(RECORDS SUPPLIED begins)
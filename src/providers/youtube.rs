//! YouTube video search.
//!
//! Uses the YouTube Data API when a key is configured and falls back to
//! scraping the public results page otherwise. The scrape path depends on
//! YouTube's page markup and may return fewer or untitled results.

use super::{check_status, html, http_client, validate_query};
use crate::config::Settings;
use crate::error::{MarqueeError, Result};
use regex::Regex;
use reqwest::StatusCode;
use serde::{Deserialize, Serialize};
use std::sync::LazyLock;
use tracing::{debug, instrument, warn};

const SERVICE: &str = "YouTube";

/// Data API caps `maxResults` at 50.
const API_MAX_RESULTS: usize = 50;

static VIDEO_RENDERER: LazyLock<Regex> = LazyLock::new(|| {
    Regex::new(r#""videoRenderer":\{"videoId":"([a-zA-Z0-9_-]{11})""#)
        .expect("Invalid renderer regex")
});

static RENDERER_TITLE: LazyLock<Regex> = LazyLock::new(|| {
    Regex::new(r#""title":\{(?:"runs":\[\{"text"|"simpleText"):"((?:[^"\\]|\\.)*)""#)
        .expect("Invalid title regex")
});

static WATCH_LINK: LazyLock<Regex> = LazyLock::new(|| {
    Regex::new(r"watch\?v=([a-zA-Z0-9_-]{11})").expect("Invalid watch link regex")
});

/// A single ranked video search result.
#[derive(Debug, Clone, PartialEq, Serialize, Deserialize)]
pub struct VideoHit {
    pub title: String,
    pub video_id: String,
    pub url: String,
    pub thumbnail_url: String,
}

impl VideoHit {
    pub fn new(video_id: &str, title: &str) -> Self {
        Self {
            title: title.to_string(),
            video_id: video_id.to_string(),
            url: format!("https://www.youtube.com/watch?v={}", video_id),
            thumbnail_url: format!("https://i.ytimg.com/vi/{}/hqdefault.jpg", video_id),
        }
    }
}

/// YouTube search client.
pub struct YouTubeClient {
    client: reqwest::Client,
    api_key: Option<String>,
    api_endpoint: String,
    results_endpoint: String,
}

impl YouTubeClient {
    pub fn new(
        api_key: Option<String>,
        api_endpoint: &str,
        results_endpoint: &str,
        user_agent: &str,
        timeout_secs: u64,
    ) -> Result<Self> {
        Ok(Self {
            client: http_client(user_agent, timeout_secs)?,
            api_key,
            api_endpoint: api_endpoint.to_string(),
            results_endpoint: results_endpoint.to_string(),
        })
    }

    /// Create a client from settings, picking up the optional API key.
    pub fn from_settings(settings: &Settings) -> Result<Self> {
        Self::new(
            settings.youtube_api_key(),
            &settings.youtube.api_endpoint,
            &settings.youtube.results_endpoint,
            &settings.search.user_agent,
            settings.youtube.timeout_secs,
        )
    }

    /// Whether searches go through the authenticated Data API.
    pub fn has_api_key(&self) -> bool {
        self.api_key.is_some()
    }

    /// Search for videos and return up to `max_results` ranked hits.
    #[instrument(skip(self))]
    pub async fn search_videos(&self, query: &str, max_results: usize) -> Result<Vec<VideoHit>> {
        validate_query("youtube_search", query, max_results)?;

        match &self.api_key {
            Some(key) => self.search_api(key, query, max_results).await,
            None => {
                debug!("No YouTube API key configured, scraping results page");
                self.search_results_page(query, max_results).await
            }
        }
    }

    async fn search_api(&self, key: &str, query: &str, max_results: usize) -> Result<Vec<VideoHit>> {
        let max = max_results.min(API_MAX_RESULTS).to_string();
        let response = self
            .client
            .get(&self.api_endpoint)
            .query(&[
                ("part", "snippet"),
                ("type", "video"),
                ("q", query),
                ("maxResults", max.as_str()),
                ("key", key),
            ])
            .send()
            .await?;

        // Quota exhaustion is reported as 403 with a reason in the body.
        if response.status() == StatusCode::FORBIDDEN {
            let body = response.text().await.unwrap_or_default();
            if body.contains("quotaExceeded") || body.contains("rateLimitExceeded") {
                return Err(MarqueeError::RateLimit(SERVICE.to_string()));
            }
            warn!("YouTube API rejected the request: {}", body);
            return Err(MarqueeError::UnexpectedStatus {
                service: SERVICE.to_string(),
                status: StatusCode::FORBIDDEN.as_u16(),
            });
        }

        let payload: ApiSearchResponse = check_status(SERVICE, response)?.json().await?;

        Ok(payload
            .items
            .into_iter()
            .filter_map(|item| {
                let video_id = item.id.video_id?;
                let title = item
                    .snippet
                    .map(|s| html::to_text(&s.title))
                    .unwrap_or_default();
                Some(VideoHit::new(&video_id, &title))
            })
            .take(max_results)
            .collect())
    }

    async fn search_results_page(&self, query: &str, max_results: usize) -> Result<Vec<VideoHit>> {
        let response = self
            .client
            .get(&self.results_endpoint)
            .query(&[("search_query", query)])
            .header("Accept-Language", "en-US,en;q=0.9")
            .send()
            .await?;

        let body = check_status(SERVICE, response)?.text().await?;
        Ok(parse_results_page(&body, max_results))
    }
}

/// Extract videos from a YouTube results page.
///
/// Prefers `videoRenderer` entries (id plus title). When none parse, falls
/// back to bare `watch?v=` links with placeholder titles. Ids are
/// de-duplicated in first-seen order.
pub fn parse_results_page(body: &str, max_results: usize) -> Vec<VideoHit> {
    let renderers: Vec<_> = VIDEO_RENDERER.captures_iter(body).collect();
    let mut hits: Vec<VideoHit> = Vec::new();

    for (i, caps) in renderers.iter().enumerate() {
        if hits.len() == max_results {
            break;
        }
        let video_id = &caps[1];
        if hits.iter().any(|h| h.video_id == video_id) {
            continue;
        }

        let start = caps.get(0).map_or(0, |m| m.end());
        let end = renderers
            .get(i + 1)
            .and_then(|next| next.get(0))
            .map_or(body.len(), |m| m.start());
        let title = RENDERER_TITLE
            .captures(&body[start..end])
            .map(|t| decode_json_string(&t[1]))
            .unwrap_or_else(|| format!("Video {}", hits.len() + 1));

        hits.push(VideoHit::new(video_id, &title));
    }

    if hits.is_empty() {
        for caps in WATCH_LINK.captures_iter(body) {
            if hits.len() == max_results {
                break;
            }
            let video_id = &caps[1];
            if !hits.iter().any(|h| h.video_id == video_id) {
                let title = format!("Video {}", hits.len() + 1);
                hits.push(VideoHit::new(video_id, &title));
            }
        }
    }

    hits
}

/// Decode the escapes of a JSON string body (without quotes).
fn decode_json_string(raw: &str) -> String {
    serde_json::from_str::<String>(&format!("\"{}\"", raw)).unwrap_or_else(|_| raw.to_string())
}

#[derive(Debug, Deserialize)]
struct ApiSearchResponse {
    #[serde(default)]
    items: Vec<ApiSearchItem>,
}

#[derive(Debug, Deserialize)]
struct ApiSearchItem {
    id: ApiItemId,
    snippet: Option<ApiSnippet>,
}

#[derive(Debug, Deserialize)]
struct ApiItemId {
    #[serde(rename = "videoId")]
    video_id: Option<String>,
}

#[derive(Debug, Deserialize)]
struct ApiSnippet {
    title: String,
}

#[cfg(test)]
mod tests {
    use super::*;
    use wiremock::matchers::{method, path, query_param};
    use wiremock::{Mock, MockServer, ResponseTemplate};

    const RESULTS_PAGE: &str = r#"<script>var ytInitialData = {"contents":[
{"videoRenderer":{"videoId":"YoHD9XEInc0","thumbnail":{},"title":{"runs":[{"text":"Inception (2010) Official Trailer #1 - Christopher Nolan Movie & HD"}]}}},
{"videoRenderer":{"videoId":"YoHD9XEInc0","title":{"runs":[{"text":"duplicate"}]}}},
{"videoRenderer":{"videoId":"8hP9D6kZseM","title":{"runs":[{"text":"Inception - \"Mombasa\" chase"}]}}},
{"videoRenderer":{"videoId":"66TuSJo4dZM","title":{"simpleText":"Inception Explained"}}}
]};</script>"#;

    fn client_for(server: &MockServer, api_key: Option<&str>) -> YouTubeClient {
        YouTubeClient::new(
            api_key.map(String::from),
            &format!("{}/youtube/v3/search", server.uri()),
            &format!("{}/results", server.uri()),
            "marquee-test",
            5,
        )
        .unwrap()
    }

    #[test]
    fn test_parse_results_page() {
        let hits = parse_results_page(RESULTS_PAGE, 10);
        assert_eq!(hits.len(), 3);
        assert_eq!(hits[0].video_id, "YoHD9XEInc0");
        assert_eq!(
            hits[0].title,
            "Inception (2010) Official Trailer #1 - Christopher Nolan Movie & HD"
        );
        assert_eq!(hits[0].url, "https://www.youtube.com/watch?v=YoHD9XEInc0");
        assert_eq!(
            hits[0].thumbnail_url,
            "https://i.ytimg.com/vi/YoHD9XEInc0/hqdefault.jpg"
        );
        assert_eq!(hits[1].title, "Inception - \"Mombasa\" chase");
        assert_eq!(hits[2].title, "Inception Explained");
    }

    #[test]
    fn test_parse_results_page_falls_back_to_watch_links() {
        let page = r#"<a href="/watch?v=YoHD9XEInc0">a</a><a href="/watch?v=YoHD9XEInc0&t=1">b</a><a href="/watch?v=8hP9D6kZseM">c</a>"#;
        let hits = parse_results_page(page, 5);
        assert_eq!(hits.len(), 2);
        assert_eq!(hits[0].title, "Video 1");
        assert_eq!(hits[1].video_id, "8hP9D6kZseM");
        assert_eq!(hits[1].title, "Video 2");
    }

    #[test]
    fn test_parse_results_page_limit() {
        assert_eq!(parse_results_page(RESULTS_PAGE, 1).len(), 1);
        assert!(parse_results_page("<html></html>", 3).is_empty());
    }

    #[tokio::test]
    async fn test_api_search() {
        let server = MockServer::start().await;
        Mock::given(method("GET"))
            .and(path("/youtube/v3/search"))
            .and(query_param("key", "yt-key"))
            .and(query_param("q", "Inception trailer"))
            .and(query_param("type", "video"))
            .respond_with(ResponseTemplate::new(200).set_body_json(serde_json::json!({
                "items": [
                    {"id": {"kind": "youtube#video", "videoId": "YoHD9XEInc0"},
                     "snippet": {"title": "Inception &#39;Official&#39; Trailer"}},
                    {"id": {"kind": "youtube#channel", "channelId": "UC123"},
                     "snippet": {"title": "Warner Bros."}}
                ]
            })))
            .mount(&server)
            .await;

        let client = client_for(&server, Some("yt-key"));
        assert!(client.has_api_key());

        let hits = client.search_videos("Inception trailer", 5).await.unwrap();
        assert_eq!(hits.len(), 1);
        assert_eq!(hits[0].title, "Inception 'Official' Trailer");
    }

    #[tokio::test]
    async fn test_api_quota_exceeded_is_rate_limit() {
        let server = MockServer::start().await;
        Mock::given(method("GET"))
            .respond_with(ResponseTemplate::new(403).set_body_string(
                r#"{"error":{"code":403,"errors":[{"reason":"quotaExceeded"}]}}"#,
            ))
            .mount(&server)
            .await;

        let err = client_for(&server, Some("yt-key"))
            .search_videos("Inception", 1)
            .await
            .unwrap_err();
        assert!(matches!(err, MarqueeError::RateLimit(_)));
    }

    #[tokio::test]
    async fn test_api_forbidden_without_quota_reason() {
        let server = MockServer::start().await;
        Mock::given(method("GET"))
            .respond_with(ResponseTemplate::new(403).set_body_string(r#"{"error":{"code":403}}"#))
            .mount(&server)
            .await;

        let err = client_for(&server, Some("bad-key"))
            .search_videos("Inception", 1)
            .await
            .unwrap_err();
        assert!(matches!(err, MarqueeError::UnexpectedStatus { status: 403, .. }));
    }

    #[tokio::test]
    async fn test_scrape_without_key() {
        let server = MockServer::start().await;
        Mock::given(method("GET"))
            .and(path("/results"))
            .and(query_param("search_query", "Inception official trailer"))
            .respond_with(ResponseTemplate::new(200).set_body_string(RESULTS_PAGE))
            .mount(&server)
            .await;

        let client = client_for(&server, None);
        assert!(!client.has_api_key());

        let hits = client
            .search_videos("Inception official trailer", 2)
            .await
            .unwrap();
        assert_eq!(hits.len(), 2);
        assert_eq!(hits[1].video_id, "8hP9D6kZseM");
    }

    #[tokio::test]
    async fn test_scrape_rate_limited() {
        let server = MockServer::start().await;
        Mock::given(method("GET"))
            .respond_with(ResponseTemplate::new(429))
            .mount(&server)
            .await;

        let err = client_for(&server, None)
            .search_videos("Inception", 1)
            .await
            .unwrap_err();
        assert!(matches!(err, MarqueeError::RateLimit(_)));
    }
}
(RECORDS SUPPLIED ends)
ASSIGNMENT
Show a copy of each line from the records above in which the string "crate" occurs.

COMPLETED EXERCISE
use crate::config::Settings;
use crate::error::{MarqueeError, Result};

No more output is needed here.